Monday, December 30, 2019

African American Barbers in Sandusky


There have been barbers for as long as history has been recorded.  Razors have been found dating back to the Bronze Age, and shaving is mentioned in the Bible. In Sandusky there were many barber shops located within local hotels, for the convenience of out of town travelers.  Pictured below is the J. and F. Bock Barber Shop, at 810 Water Street around 1886.  Joseph and Frank Bock’s father Matthias G. Bock was listed as a barber in the 1855 Sandusky City Directory.


Barbering was one of the few professions open to black men in the nineteenth century, so several shops in Sandusky were operated by African Americans. In the Firelands Pioneer of July 1888 Rush Sloane states that Grant Ritchie, an African American, opened the first barber shop in Sandusky. Ritchie “was the earliest and most active agent of the line [Underground Railroad] and always successful in his operations.” Another African American agent of the Underground Railroad was John Lott, who barbered in Sandusky in the 1840’s and 1850’s.  It is thought that many discussions and plans for the freeing of fugitive slaves via the underground railway took place in barber shops, where African American men could speak freely.
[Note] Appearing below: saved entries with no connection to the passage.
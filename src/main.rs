#![deny(clippy::implicit_return)]
#![allow(clippy::needless_return)]

mod application;
mod configuration;
mod domain;
mod infrastructure;

use std::env;
use std::process;

use anyhow::anyhow;
use anyhow::Error;
use anyhow::Result;
use domain::models::Action;
use domain::models::Event;
use domain::services::clipboard::ClipboardService;
use infrastructure::backends::BackendManager;
use tokio::sync::mpsc;
use tokio::task;
use yansi::Paint;

use crate::application::cli;
use crate::application::ui;
use crate::domain::services::actions::ActionsService;

fn handle_error(err: Error) {
    eprintln!(
        "{}",
        Paint::red(format!(
            "Oh no! Natter has failed with the following app version and error.\n\nVersion: {}\nError: {}",
            env!("CARGO_PKG_VERSION"),
            err
        ))
    );

    let backtrace = err.backtrace();
    if backtrace.to_string() == "disabled backtrace" {
        let args = env::args().collect::<Vec<String>>().join(" ");
        eprintln!("\nRunning the following can help explain further what the issue is:");
        eprintln!("\nRUST_BACKTRACE=1 {args}");
        eprintln!(
            "\nA debug log is written to {} when running with RUST_LOG=natter",
            cli::log_path().to_string_lossy()
        );
    } else {
        eprintln!("\n{}", backtrace);
    }

    process::exit(1);
}

#[tokio::main]
async fn main() {
    std::panic::set_hook(Box::new(|panic_info| {
        ui::destruct_terminal_for_panic();
        better_panic::Settings::auto().create_panic_handler()(panic_info);
    }));

    let log_path = cli::log_path();
    let debug_log_dir = log_path
        .parent()
        .map(|e| return e.to_path_buf())
        .unwrap_or_default();

    let file_appender = tracing_appender::rolling::never(debug_log_dir, "debug.log");
    let (writer, _guard) = tracing_appender::non_blocking(file_appender);
    if env::var("RUST_LOG")
        .unwrap_or_else(|_| return "".to_string())
        .contains("natter")
    {
        tracing_subscriber::fmt()
            .json()
            .with_max_level(tracing::Level::DEBUG)
            .with_writer(writer)
            .init();
    }

    match cli::parse().await {
        Ok(true) => {}
        Ok(false) => process::exit(0),
        Err(ready_err) => {
            handle_error(ready_err);
            return;
        }
    }

    let (action_tx, mut action_rx) = mpsc::unbounded_channel::<Action>();
    let (event_tx, event_rx) = mpsc::unbounded_channel::<Event>();

    let mut background_futures = task::JoinSet::new();
    let actions_event_tx = event_tx.clone();
    background_futures.spawn(async move {
        return ActionsService::start(BackendManager::get(), actions_event_tx, &mut action_rx)
            .await;
    });

    if let Err(clipboard_err) = ClipboardService::healthcheck() {
        tracing::warn!(err = ?clipboard_err, "Clipboard service is unable to start")
    } else {
        background_futures.spawn(async move {
            return ClipboardService::start().await;
        });
    }

    let ui_future = ui::start(action_tx, event_tx, event_rx);

    let res: Result<()> = tokio::select!(
        res = background_futures.join_next() => match res {
            Some(Ok(res)) => res,
            Some(Err(join_err)) => Err(anyhow!(join_err)),
            None => Ok(()),
        },
        res = ui_future => res,
    );

    if let Err(err) = res {
        ui::destruct_terminal_for_panic();
        handle_error(err);
    }

    process::exit(0);
}
pub mod chatbot;

use crate::domain::models::BackendBox;

pub struct BackendManager {}

impl BackendManager {
    pub fn get() -> BackendBox {
        return Box::<chatbot::Chatbot>::default();
    }
}
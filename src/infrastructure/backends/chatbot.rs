#[cfg(test)]
#[path = "chatbot_test.rs"]
mod tests;

use std::time::Duration;

use anyhow::bail;
use anyhow::Result;
use async_trait::async_trait;
use serde::Deserialize;
use serde::Serialize;

use crate::configuration::Config;
use crate::configuration::ConfigKey;
use crate::domain::models::Backend;
use crate::domain::models::BackendPrompt;
use crate::domain::models::BackendResponse;
use crate::domain::models::HistoryEntry;
use crate::domain::models::SessionName;
use crate::domain::models::SessionStats;
use crate::domain::models::ERROR_CONNECT;
use crate::domain::models::ERROR_NO_RESPONSE;
use crate::domain::models::ERROR_SERVER;

#[derive(Default, Debug, Clone, PartialEq, Eq, Serialize, Deserialize)]
struct GenerateRequest {
    prompt: String,
    session_id: String,
}

#[derive(Default, Debug, Clone, PartialEq, Eq, Serialize, Deserialize)]
struct GenerateResponse {
    #[serde(default)]
    response: Option<String>,
    #[serde(default)]
    message_type: Option<String>,
    #[serde(default)]
    code: Option<String>,
}

#[derive(Default, Debug, Clone, PartialEq, Eq, Serialize, Deserialize)]
struct StatsResponse {
    stats: SessionStats,
}

#[derive(Default, Debug, Clone, PartialEq, Eq, Serialize, Deserialize)]
struct CleanupRequest {
    days_old: u32,
}

#[derive(Default, Debug, Clone, PartialEq, Eq, Serialize, Deserialize)]
struct CleanupResponse {
    deleted_count: u64,
}

#[derive(Default, Debug, Clone, PartialEq, Eq, Serialize, Deserialize)]
struct HistoryRequest {
    session_id: String,
}

#[derive(Default, Debug, Clone, PartialEq, Eq, Serialize, Deserialize)]
struct HistoryResponse {
    #[serde(default)]
    history: Option<Vec<String>>,
}

/// Pulls a readable `detail` out of an error body. FastAPI style validation
/// errors carry a list there, which is not shown.
/// Text shown for a failed generate call. A JSON body supplies its `detail`,
/// while a body that isn't JSON is treated like an unreachable server.
fn failure_text(body: &str) -> String {
    let value = match serde_json::from_str::<serde_json::Value>(body) {
        Ok(value) => value,
        Err(_) => return ERROR_CONNECT.to_string(),
    };

    return value
        .get("detail")
        .and_then(|detail| return detail.as_str())
        .map(|detail| return detail.trim())
        .filter(|detail| return !detail.is_empty())
        .map(|detail| return detail.to_string())
        .unwrap_or_else(|| return ERROR_SERVER.to_string());
}

/// HTTP client for the chatbot API.
pub struct Chatbot {
    url: String,
    timeout: String,
}

impl Default for Chatbot {
    fn default() -> Chatbot {
        return Chatbot {
            url: Config::get(ConfigKey::ApiURL),
            timeout: Config::get(ConfigKey::BackendHealthCheckTimeout),
        };
    }
}

impl Chatbot {
    fn endpoint(&self, path: &str) -> String {
        return format!("{url}/api/{path}", url = self.url.trim_end_matches('/'));
    }
}

#[async_trait]
impl Backend for Chatbot {
    #[allow(clippy::implicit_return)]
    async fn health_check(&self) -> Result<()> {
        if self.url.is_empty() {
            bail!("Chatbot API URL is not defined");
        }

        let res = reqwest::Client::new()
            .get(self.endpoint("health"))
            .timeout(Duration::from_millis(self.timeout.parse::<u64>()?))
            .send()
            .await;

        let res = match res {
            Ok(res) => res,
            Err(err) => {
                tracing::error!(error = ?err, "Chatbot API is not reachable");
                bail!("Chatbot API is not reachable at {}", self.url);
            }
        };

        let status = res.status().as_u16();
        if status >= 400 {
            tracing::error!(status = status, "Chatbot API health check failed");
            bail!("Chatbot API health check failed");
        }

        return Ok(());
    }

    #[allow(clippy::implicit_return)]
    async fn generate(&self, prompt: BackendPrompt) -> BackendResponse {
        let session_id = prompt.session_id.to_string();
        let req = GenerateRequest {
            prompt: prompt.text,
            session_id: prompt.session_id,
        };

        let res = reqwest::Client::new()
            .post(self.endpoint("generate/"))
            .json(&req)
            .send()
            .await;

        let res = match res {
            Ok(res) => res,
            Err(err) => {
                tracing::error!(error = ?err, "Failed to reach the generate endpoint");
                return BackendResponse::failure(&session_id, ERROR_CONNECT);
            }
        };

        let status = res.status();
        if !status.is_success() {
            let body = res.text().await.unwrap_or_default();
            tracing::error!(status = status.as_u16(), body = body, "Generate request failed");
            return BackendResponse::failure(&session_id, &failure_text(&body));
        }

        let data = match res.json::<GenerateResponse>().await {
            Ok(data) => data,
            Err(err) => {
                tracing::error!(error = ?err, "Failed to decode generate response");
                return BackendResponse::failure(&session_id, ERROR_CONNECT);
            }
        };

        let text = data
            .response
            .filter(|text| return !text.is_empty())
            .unwrap_or_else(|| return ERROR_NO_RESPONSE.to_string());

        return BackendResponse {
            session_id,
            text,
            message_type: data.message_type,
            code: data.code.filter(|code| return !code.trim().is_empty()),
            failed: false,
        };
    }

    #[allow(clippy::implicit_return)]
    async fn session_stats(&self) -> Result<SessionStats> {
        let res = reqwest::Client::new()
            .get(self.endpoint("session_stats/"))
            .send()
            .await?;

        if !res.status().is_success() {
            tracing::error!(status = res.status().as_u16(), "Failed to fetch session stats");
            bail!("Failed to fetch session stats");
        }

        return Ok(res.json::<StatsResponse>().await?.stats);
    }

    #[allow(clippy::implicit_return)]
    async fn cleanup_sessions(&self, days_old: u32) -> Result<u64> {
        let res = reqwest::Client::new()
            .post(self.endpoint("cleanup_sessions/"))
            .json(&CleanupRequest { days_old })
            .send()
            .await?;

        if !res.status().is_success() {
            tracing::error!(status = res.status().as_u16(), "Failed to cleanup sessions");
            bail!("Failed to cleanup sessions");
        }

        return Ok(res.json::<CleanupResponse>().await?.deleted_count);
    }

    #[allow(clippy::implicit_return)]
    async fn session_names(&self) -> Result<Vec<SessionName>> {
        let res = reqwest::Client::new()
            .get(self.endpoint("session_names/"))
            .send()
            .await?;

        if !res.status().is_success() {
            tracing::error!(status = res.status().as_u16(), "Failed to fetch session names");
            bail!("Failed to fetch session names");
        }

        return Ok(res.json::<Vec<SessionName>>().await?);
    }

    #[allow(clippy::implicit_return)]
    async fn history(&self, session_id: &str) -> Result<Vec<HistoryEntry>> {
        let res = reqwest::Client::new()
            .post(self.endpoint("get_history/"))
            .json(&HistoryRequest {
                session_id: session_id.to_string(),
            })
            .send()
            .await?;

        if !res.status().is_success() {
            tracing::error!(status = res.status().as_u16(), "Failed to fetch history");
            bail!("Failed to fetch history");
        }

        let lines = res.json::<HistoryResponse>().await?.history.unwrap_or_default();
        return Ok(lines
            .iter()
            .map(|line| return HistoryEntry::parse(line))
            .collect());
    }

    #[allow(clippy::implicit_return)]
    async fn delete_session(&self, session_id: &str) -> Result<()> {
        let res = reqwest::Client::new()
            .delete(self.endpoint(&format!("sessions/{session_id}")))
            .send()
            .await?;

        if !res.status().is_success() {
            tracing::error!(status = res.status().as_u16(), "Failed to delete session");
            bail!("Failed to delete session.");
        }

        return Ok(());
    }
}
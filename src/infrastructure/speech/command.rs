#[cfg(test)]
#[path = "command_test.rs"]
mod tests;

use std::process::Stdio;

use anyhow::bail;
use anyhow::Result;
use async_trait::async_trait;
use tokio::io::AsyncWriteExt;
use tokio::process::Command;
use tokio::sync::mpsc;
use tokio::task::JoinHandle;

use crate::domain::models::Event;
use crate::domain::models::SpeechEngine;
use crate::domain::models::SpeechName;
use crate::domain::models::Utterance;
use crate::domain::models::Voice;

/// Words per minute both `say` and `espeak` use at a rate of 1.0.
const BASE_WORDS_PER_MINUTE: f32 = 175.0;

fn program(name: SpeechName) -> &'static str {
    match name {
        SpeechName::Say => return "say",
        SpeechName::Espeak => return "espeak",
        SpeechName::None => return "",
    }
}

fn voice_list_args(name: SpeechName) -> Vec<String> {
    match name {
        SpeechName::Say => return vec!["-v".to_string(), "?".to_string()],
        _ => return vec!["--voices".to_string()],
    }
}

/// Arguments for speaking an utterance. The text itself is written to stdin so
/// replies starting with a dash are never read as flags.
pub fn utterance_args(name: SpeechName, utterance: &Utterance) -> Vec<String> {
    let words_per_minute = (BASE_WORDS_PER_MINUTE * utterance.rate).round() as u32;
    let mut args = vec![];

    if name == SpeechName::Espeak {
        args.push("--stdin".to_string());
    }

    if let Some(voice) = &utterance.voice {
        args.push("-v".to_string());
        args.push(voice.name.to_string());
    }

    if name == SpeechName::Say {
        args.push("-r".to_string());
        args.push(words_per_minute.to_string());
        return args;
    }

    let amplitude = (utterance.volume.clamp(0.0, 2.0) * 100.0).round() as u32;
    let pitch = (utterance.pitch.clamp(0.0, 2.0) * 50.0).round().min(99.0) as u32;
    args.extend(vec![
        "-s".to_string(),
        words_per_minute.to_string(),
        "-a".to_string(),
        amplitude.to_string(),
        "-p".to_string(),
        pitch.to_string(),
    ]);

    return args;
}

/// Parses `say -v ?` output, where each line is the voice name, the locale,
/// then a `#` sample sentence.
pub fn parse_say_voices(output: &str) -> Vec<Voice> {
    return output
        .lines()
        .filter_map(|line| {
            let description = line.split('#').next()?.trim();
            let (name, lang) = description.rsplit_once(char::is_whitespace)?;
            let name = name.trim();
            if name.is_empty() {
                return None;
            }

            return Some(Voice {
                name: name.to_string(),
                lang: lang.trim().to_string(),
            });
        })
        .collect();
}

/// Parses the `espeak --voices` table. Voices are selected by their language
/// column, so that column becomes the voice name.
pub fn parse_espeak_voices(output: &str) -> Vec<Voice> {
    return output
        .lines()
        .skip(1)
        .filter_map(|line| {
            let columns = line.split_whitespace().collect::<Vec<&str>>();
            if columns.len() < 4 {
                return None;
            }

            return Some(Voice {
                name: columns[1].to_string(),
                lang: columns[1].to_string(),
            });
        })
        .collect();
}

async fn run_utterance(name: SpeechName, args: Vec<String>, text: String) -> Result<()> {
    let mut child = Command::new(program(name))
        .args(args)
        .stdin(Stdio::piped())
        .stdout(Stdio::null())
        .stderr(Stdio::piped())
        .kill_on_drop(true)
        .spawn()?;

    if let Some(mut stdin) = child.stdin.take() {
        stdin.write_all(text.as_bytes()).await?;
    }

    let output = child.wait_with_output().await?;
    if !output.status.success() {
        bail!(String::from_utf8_lossy(&output.stderr).trim().to_string());
    }

    return Ok(());
}

async fn list_voices(name: SpeechName) -> Result<Vec<Voice>> {
    let output = Command::new(program(name))
        .args(voice_list_args(name))
        .output()
        .await?;
    let stdout = String::from_utf8_lossy(&output.stdout).to_string();

    if name == SpeechName::Say {
        return Ok(parse_say_voices(&stdout));
    }
    return Ok(parse_espeak_voices(&stdout));
}

/// Speaks through the platform's command line synthesizer, one child process
/// per utterance.
pub struct CommandSpeech {
    name: SpeechName,
    tx: mpsc::UnboundedSender<Event>,
    worker: Option<JoinHandle<()>>,
    paused: bool,
    held: Option<Utterance>,
}

impl CommandSpeech {
    pub fn new(name: SpeechName, tx: mpsc::UnboundedSender<Event>) -> CommandSpeech {
        return CommandSpeech {
            name,
            tx,
            worker: None,
            paused: false,
            held: None,
        };
    }

    pub fn is_paused(&self) -> bool {
        return self.paused;
    }

    fn start(&mut self, utterance: Utterance) -> Result<()> {
        if utterance.is_silent() {
            self.tx.send(Event::SpeechEnded(utterance.id))?;
            return Ok(());
        }

        let name = self.name;
        let tx = self.tx.clone();
        let args = utterance_args(name, &utterance);
        let utterance_id = utterance.id;
        let text = utterance.text;

        self.worker = Some(tokio::spawn(async move {
            let res = run_utterance(name, args, text).await;
            let event = match res {
                Ok(()) => Event::SpeechEnded(utterance_id),
                Err(err) => Event::SpeechFailed(utterance_id, err.to_string()),
            };

            if tx.send(event).is_err() {
                tracing::debug!(utterance_id, "Speech finished after the UI closed");
            }
        }));

        return Ok(());
    }
}

impl Drop for CommandSpeech {
    fn drop(&mut self) {
        if let Some(worker) = self.worker.take() {
            worker.abort();
        }
    }
}

#[async_trait]
impl SpeechEngine for CommandSpeech {
    fn name(&self) -> SpeechName {
        return self.name;
    }

    #[allow(clippy::implicit_return)]
    async fn health_check(&self) -> Result<()> {
        let res = Command::new(program(self.name))
            .args(voice_list_args(self.name))
            .stdout(Stdio::null())
            .stderr(Stdio::null())
            .status()
            .await;

        if let Err(err) = res {
            tracing::error!(error = ?err, program = program(self.name), "Speech engine is not available");
            bail!(format!("{} is not installed", program(self.name)));
        }

        return Ok(());
    }

    fn speak(&mut self, utterance: Utterance) -> Result<()> {
        self.cancel();

        // While paused the utterance waits for resume.
        if self.is_paused() {
            self.held = Some(utterance);
            return Ok(());
        }

        return self.start(utterance);
    }

    fn cancel(&mut self) {
        self.held = None;
        if let Some(worker) = self.worker.take() {
            // Dropping the child inside the aborted task kills the process.
            worker.abort();
        }
    }

    #[allow(clippy::implicit_return)]
    async fn shutdown(&mut self) {
        self.held = None;
        self.paused = false;
        if let Some(worker) = self.worker.take() {
            worker.abort();
            // Resolves after the task, and the child it owns, are dropped.
            if let Err(err) = worker.await {
                if !err.is_cancelled() {
                    tracing::error!(error = ?err, "Speech worker failed during shutdown");
                }
            }
        }
    }

    // A running synthesizer process can't be suspended portably, so pausing
    // only holds back the next utterance.
    fn pause(&mut self) {
        self.paused = true;
    }

    fn resume(&mut self) {
        self.paused = false;
        if let Some(utterance) = self.held.take() {
            if let Err(err) = self.start(utterance) {
                tracing::error!(error = ?err, "Failed to resume speech");
            }
        }
    }

    fn request_voices(&mut self) -> Result<()> {
        let name = self.name;
        let tx = self.tx.clone();

        tokio::spawn(async move {
            let voices = match list_voices(name).await {
                Ok(voices) => voices,
                Err(err) => {
                    tracing::error!(error = ?err, "Failed to list speech voices");
                    vec![]
                }
            };

            if tx.send(Event::SpeechVoicesLoaded(voices)).is_err() {
                tracing::debug!("Speech voices loaded after the UI closed");
            }
        });

        return Ok(());
    }
}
Mr. Lott’s advertisement appeared in The Daily Sanduskian on January 31, 1851.


John Lott was among the several African American citizens of Sandusky who presented Rush Sloane with a silver headed cane in appreciation of his efforts on behalf of seven fugitive slaves whom he represented in 1852. You can still see this cane at the Follett House Museum. Unfortunately, no known photographs exist of Mr. Ritchie or Mr. Lott.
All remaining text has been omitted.